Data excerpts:
======

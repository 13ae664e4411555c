//! # floem-colormatch
//!
//! A color matching tool for [Floem](https://github.com/lapce/floem).
//!
//! The user picks a color on a hue/saturation wheel and a value bar, or types
//! a hex code, and the tool ranks a product catalog by distance to that color.
//! The top three matches are shown, with the best match as a full card. A
//! debounced search box and a type filter narrow the pool being ranked.
//!
//! The core (`color`, `raster`, `catalog`, `matcher`, `filter`, `session`) has
//! no UI dependency and can be driven directly; the views are thin bindings
//! over a [`ColorSession`] held in a signal.
//!
//! ## Usage
//!
//! ```rust,no_run
//! use floem_colormatch::{color_matcher, ToolConfig};
//!
//! let config = ToolConfig {
//!     catalog: Some("paints.tsv".into()),
//!     ..ToolConfig::default()
//! };
//! // Use `color_matcher(&config)` in your Floem view tree.
//! ```

pub mod catalog;
pub mod color;
pub mod config;
pub mod debounce;
pub mod error;
pub mod filter;
pub mod matcher;
pub mod raster;
pub mod session;
pub mod surface;

mod color_tool;
mod color_wheel;
mod constants;
#[cfg(all(feature = "eyedropper", target_os = "macos"))]
mod eyedropper;
mod inputs;
mod match_panel;
mod math;
mod value_bar;

pub use catalog::{CatalogEntry, CatalogSource, FileSource, TextSource};
pub use color::{Hsv, Rgb};
pub use color_tool::spawn_catalog_load;
pub use config::ToolConfig;
pub use error::{CatalogError, ConfigError};
pub use matcher::Matches;
pub use session::ColorSession;

use std::sync::Once;

use floem::prelude::*;
use floem::reactive::RwSignal;
use floem::text::FONT_SYSTEM;

static LOAD_LUCIDE_FONT: Once = Once::new();

/// Creates the color matching tool.
///
/// When `config.catalog` is set, the feed at that path is loaded in the
/// background; otherwise the tool runs with an empty catalog.
pub fn color_matcher(config: &ToolConfig) -> impl IntoView + use<> {
    let source = config
        .catalog
        .as_ref()
        .map(|path| Box::new(FileSource::new(path)) as Box<dyn CatalogSource>);
    build(config, source)
}

/// Creates the color matching tool over a custom catalog source.
pub fn color_matcher_with_source(
    config: &ToolConfig,
    source: Box<dyn CatalogSource>,
) -> impl IntoView + use<> {
    build(config, Some(source))
}

fn build(config: &ToolConfig, source: Option<Box<dyn CatalogSource>>) -> impl IntoView + use<> {
    LOAD_LUCIDE_FONT.call_once(|| {
        FONT_SYSTEM
            .lock()
            .db_mut()
            .load_font_data(lucide_icons::LUCIDE_FONT_BYTES.to_vec());
    });
    let session = RwSignal::new(ColorSession::new(config));
    match source {
        Some(source) => spawn_catalog_load(session, source),
        None => log::info!("No catalog configured"),
    }
    color_tool::color_tool(session)
}
//! Nearest-color ranking of catalog entries.

use crate::catalog::CatalogEntry;
use crate::color::{Rgb, distance};

/// Number of matches shown: one primary card and two secondary rows.
pub const MATCH_SLOTS: usize = 3;

/// Sort `pool` by ascending RGB distance to `query`.
///
/// The sort is stable, so equally distant entries keep their pool order.
/// Nothing is ever rejected as too far away.
pub fn rank<'a, I>(query: Rgb, pool: I) -> Vec<&'a CatalogEntry>
where
    I: IntoIterator<Item = &'a CatalogEntry>,
{
    let mut scored: Vec<(f64, &CatalogEntry)> = pool
        .into_iter()
        .map(|e| (distance(query, e.rgb), e))
        .collect();
    scored.sort_by(|a, b| a.0.total_cmp(&b.0));
    scored.into_iter().map(|(_, e)| e).collect()
}

/// The three display slots. Empty slots render as "no match".
#[derive(Debug, Clone, Default, PartialEq)]
pub struct Matches {
    slots: [Option<CatalogEntry>; MATCH_SLOTS],
}

impl Matches {
    /// Closest entry.
    pub fn primary(&self) -> Option<&CatalogEntry> {
        self.slots[0].as_ref()
    }

    /// Second and third closest.
    pub fn secondary(&self) -> [Option<&CatalogEntry>; 2] {
        [self.slots[1].as_ref(), self.slots[2].as_ref()]
    }

    pub fn slot(&self, index: usize) -> Option<&CatalogEntry> {
        self.slots.get(index).and_then(Option::as_ref)
    }

    pub fn is_empty(&self) -> bool {
        self.slots.iter().all(Option::is_none)
    }
}

/// Rank `pool` and keep the top [`MATCH_SLOTS`].
pub fn top_matches<'a, I>(query: Rgb, pool: I) -> Matches
where
    I: IntoIterator<Item = &'a CatalogEntry>,
{
    let mut matches = Matches::default();
    for (slot, entry) in matches
        .slots
        .iter_mut()
        .zip(rank(query, pool))
    {
        *slot = Some(entry.clone());
    }
    matches
}

#[cfg(test)]
mod tests {
    use super::*;

    fn entry(hex: &str, name: &str) -> CatalogEntry {
        let mut e = CatalogEntry::with_hex(hex).unwrap();
        e.name = name.to_string();
        e
    }

    fn primaries() -> Vec<CatalogEntry> {
        vec![
            entry("#ff0000", "red"),
            entry("#00ff00", "green"),
            entry("#0000ff", "blue"),
        ]
    }

    #[test]
    fn near_red_ranks_red_first() {
        let pool = primaries();
        let ranked = rank(Rgb::new(250, 10, 10), &pool);
        assert_eq!(ranked[0].hex, "#ff0000");
        assert_eq!(ranked.len(), 3);
    }

    #[test]
    fn ranking_is_ascending() {
        let pool = vec![
            entry("#000000", "black"),
            entry("#808080", "gray"),
            entry("#ffffff", "white"),
        ];
        let query = Rgb::new(200, 200, 200);
        let ranked = rank(query, &pool);
        let names: Vec<&str> = ranked.iter().map(|e| e.name.as_str()).collect();
        assert_eq!(names, vec!["white", "gray", "black"]);
        let dists: Vec<f64> = ranked.iter().map(|e| distance(query, e.rgb)).collect();
        assert!(dists.windows(2).all(|w| w[0] <= w[1]));
    }

    #[test]
    fn ties_keep_pool_order() {
        let pool = vec![
            entry("#0a0000", "first"),
            entry("#000a00", "second"),
            entry("#00000a", "third"),
        ];
        let ranked = rank(Rgb::BLACK, &pool);
        let names: Vec<&str> = ranked.iter().map(|e| e.name.as_str()).collect();
        assert_eq!(names, vec!["first", "second", "third"]);
    }

    #[test]
    fn far_colors_still_match() {
        let pool = vec![entry("#000000", "black")];
        let m = top_matches(Rgb::WHITE, &pool);
        assert_eq!(m.primary().map(|e| e.name.as_str()), Some("black"));
    }

    #[test]
    fn empty_pool_gives_placeholders() {
        let m = top_matches(Rgb::WHITE, &[]);
        assert!(rank(Rgb::WHITE, &[]).is_empty());
        assert!(m.is_empty());
        assert_eq!(m.secondary(), [None, None]);
    }

    #[test]
    fn short_pool_leaves_trailing_slots_empty() {
        let pool = vec![entry("#ff0000", "red"), entry("#00ff00", "green")];
        let m = top_matches(Rgb::new(0, 200, 0), &pool);
        assert_eq!(m.primary().unwrap().name, "green");
        assert_eq!(m.secondary()[0].unwrap().name, "red");
        assert!(m.secondary()[1].is_none());
        assert!(m.slot(3).is_none());
    }

    #[test]
    fn top_matches_truncates_to_three() {
        let mut pool = primaries();
        pool.push(entry("#fa0a0a", "almost red"));
        let m = top_matches(Rgb::new(250, 10, 10), &pool);
        assert_eq!(m.primary().unwrap().name, "almost red");
        assert_eq!(m.slot(1).unwrap().name, "red");
        assert!(m.slot(2).is_some());
    }
}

======

#### [What is needed]
Nothing should be returned except the lines from the one containing "let m = top_matches(Rgb::new(0, 200, 0), &pool);" through the last line of the data, each restated word for word.

#### [Response]
        let m = top_matches(Rgb::new(0, 200, 0), &pool);
        assert_eq!(m.primary().unwrap().name, "green");
        assert_eq!(m.secondary()[0].unwrap().name, "red");
        assert!(m.secondary()[1].is_none());
        assert!(m.slot(3).is_none());
    }

    #[test]
    fn top_matches_truncates_to_three() {
        let mut pool = primaries();
        pool.push(entry("#fa0a0a", "almost red"));
        let m = top_matches(Rgb::new(250, 10, 10), &pool);
        assert_eq!(m.primary().unwrap().name, "almost red");
        assert_eq!(m.slot(1).unwrap().name, "red");
        assert!(m.slot(2).is_some());
    }
}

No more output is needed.